Sleeping jurors should also be left alone for two reasons. First, like babies, if you wake them they will just get mad at you, and the last thing any trial lawyer should ever do is make a juror mad. Second, sleeping jurors are absolutely harmless. If they sleep during the trial, they are going to sleep during jury deliberations. They will just go along with the few jurors who managed to stay awake during all the proof, even the medical depositions.

It took me awhile to learn this lesson. When I was a young lawyer trying one of my first jury trials, I noticed a sleeping juror in the box. As an earnest young officer of the court, I thought I should bring this to the judge's attention. But when I turned to the judge and asked for permission to approach the Bench, the old man in black robes did not respond. It turns out he was also asleep.

So now, whenever I see a sleeping juror, I leave them alone and just hope that they won't start snoring so loudly they will wake up the judge and the other jurors.
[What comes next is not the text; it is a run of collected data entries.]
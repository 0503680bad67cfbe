//! Styled terminal output utilities.
//!
//! Machine-readable results (digests, diffs, history lines) go to stdout
//! unstyled. Everything else goes through these helpers, which honour the
//! color setting.

use std::sync::atomic::{AtomicBool, Ordering};

use owo_colors::OwoColorize;
use strata_migrate::LogSink;

static COLOR: AtomicBool = AtomicBool::new(true);

/// Enable or disable colored output
pub fn set_color(enabled: bool) {
    COLOR.store(enabled, Ordering::Relaxed);
}

fn color() -> bool {
    COLOR.load(Ordering::Relaxed)
}

/// Print a header/title
pub fn header(text: &str) {
    println!();
    if color() {
        println!("{}", text.bold().cyan());
        println!("{}", "─".repeat(text.chars().count()).dimmed());
    } else {
        println!("{}", text);
        println!("{}", "─".repeat(text.chars().count()));
    }
    println!();
}

/// Print a section header
pub fn section(text: &str) {
    if color() {
        println!("{}", text.bold().white());
    } else {
        println!("{}", text);
    }
}

/// Print a key-value pair
pub fn kv(key: &str, value: &str) {
    if color() {
        println!("  {}: {}", key.dimmed(), value);
    } else {
        println!("  {}: {}", key, value);
    }
}

/// Print a success message
pub fn success(text: &str) {
    if color() {
        println!("{} {}", "✔".green().bold(), text.green());
    } else {
        println!("✔ {}", text);
    }
}

/// Print a warning message
pub fn warn(text: &str) {
    if color() {
        eprintln!("{} {}", "⚠".yellow().bold(), text.yellow());
    } else {
        eprintln!("⚠ {}", text);
    }
}

/// Print an error message
pub fn error(text: &str) {
    if color() {
        eprintln!("{} {}", "✖".red().bold(), text.red());
    } else {
        eprintln!("✖ {}", text);
    }
}

/// Print a list item
pub fn list_item(text: &str) {
    if color() {
        println!("  {} {}", "•".dimmed(), text);
    } else {
        println!("  • {}", text);
    }
}

/// Print a newline
pub fn newline() {
    println!();
}

/// Print dimmed text
pub fn dim(text: &str) {
    if color() {
        println!("{}", text.dimmed());
    } else {
        println!("{}", text);
    }
}

/// Forwards engine progress messages to the terminal as list items.
#[derive(Debug, Default)]
pub struct ConsoleSink;

impl LogSink for ConsoleSink {
    fn log(&self, message: &str) {
        list_item(message);
    }
}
While I have seen a lot of snoring jurors over the years, I can't ever recall seeing a drunk one. Under Tennessee law, a prospective juror who "is drunk, or has been drunk during the term of the court then sitting, or is a habitual drunkard" is disqualified from jury duty. This raises the obvious question of how we know a prospective juror is drunk or has been drunk during the court term or is a habitual drunkard. Believe me, I have never during voir dire asked a prospective juror, "By the way, Mrs. Jones, are you drunk?" Moreover, I have never seen a judge administer a breathalyzer test during jury selection.
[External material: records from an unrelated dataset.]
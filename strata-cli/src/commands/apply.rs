//! `strata apply` command - Provision a database from a schema file.

use std::path::Path;
use std::sync::Arc;
use std::time::Duration;

use strata_migrate::{ApplyOutcome, MigrationEngine, Schema};
use strata_sqlite::Context;

use crate::cli::ApplyArgs;
use crate::commands::{open_database, read_sql};
use crate::config::Config;
use crate::error::CliResult;
use crate::output::{self, ConsoleSink};

/// Run the apply command
pub async fn run(args: ApplyArgs, config: &Config, cwd: &Path) -> CliResult<()> {
    output::header("Apply");
    output::kv("Database", &args.database);
    output::kv("Schema", &args.schema.display().to_string());
    output::kv("History table", &config.history.table);
    output::newline();

    let sql = read_sql(cwd, &args.schema)?;
    let schema = Arc::new(Schema::new(sql));
    let ctx = match args.timeout {
        Some(secs) => Context::with_timeout(Duration::from_secs(secs)),
        None => Context::background(),
    };

    let engine = MigrationEngine::new(config.migration_config()).with_sink(Arc::new(ConsoleSink));
    let conn = open_database(&args.database, config, false).await?;
    let result = engine.apply_async(schema, &conn, ctx).await;
    conn.close().await?;
    let report = result?;

    for warning in &report.warnings {
        output::warn(warning);
    }
    output::newline();
    match report.outcome {
        ApplyOutcome::UpToDate => output::dim(&report.summary()),
        _ => output::success(&report.summary()),
    }
    Ok(())
}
But I may soon encounter not only sleeping jurors, but drunk ones as well.

Believe it or not, during the upcoming session, the Tennessee legislature will consider amending the law exempting drunk people from jury duty. At least that is what I read in a recent article in The Tennessean with the provocative title, "Odor in the Court? Drunk Jurors Recalled."

Allowing drunk people to serve on a jury is certainly a sobering thought. Heck, we allow legislators to serve while drunk, why not jurors? Remember the classic lawyer movie, Twelve Angry Men? There may soon be a sequel, Twelve Drunk Men and Women.

If the legislature changes the law and allows drunk jurors, we may soon hear a judge address the jury as follows: "Ladies and gentlemen of the jury, please wake up! It's happy hour!"

And now, if you will excuse me, I am going to take a nap. Now, where did I put that transcript of that medical deposition?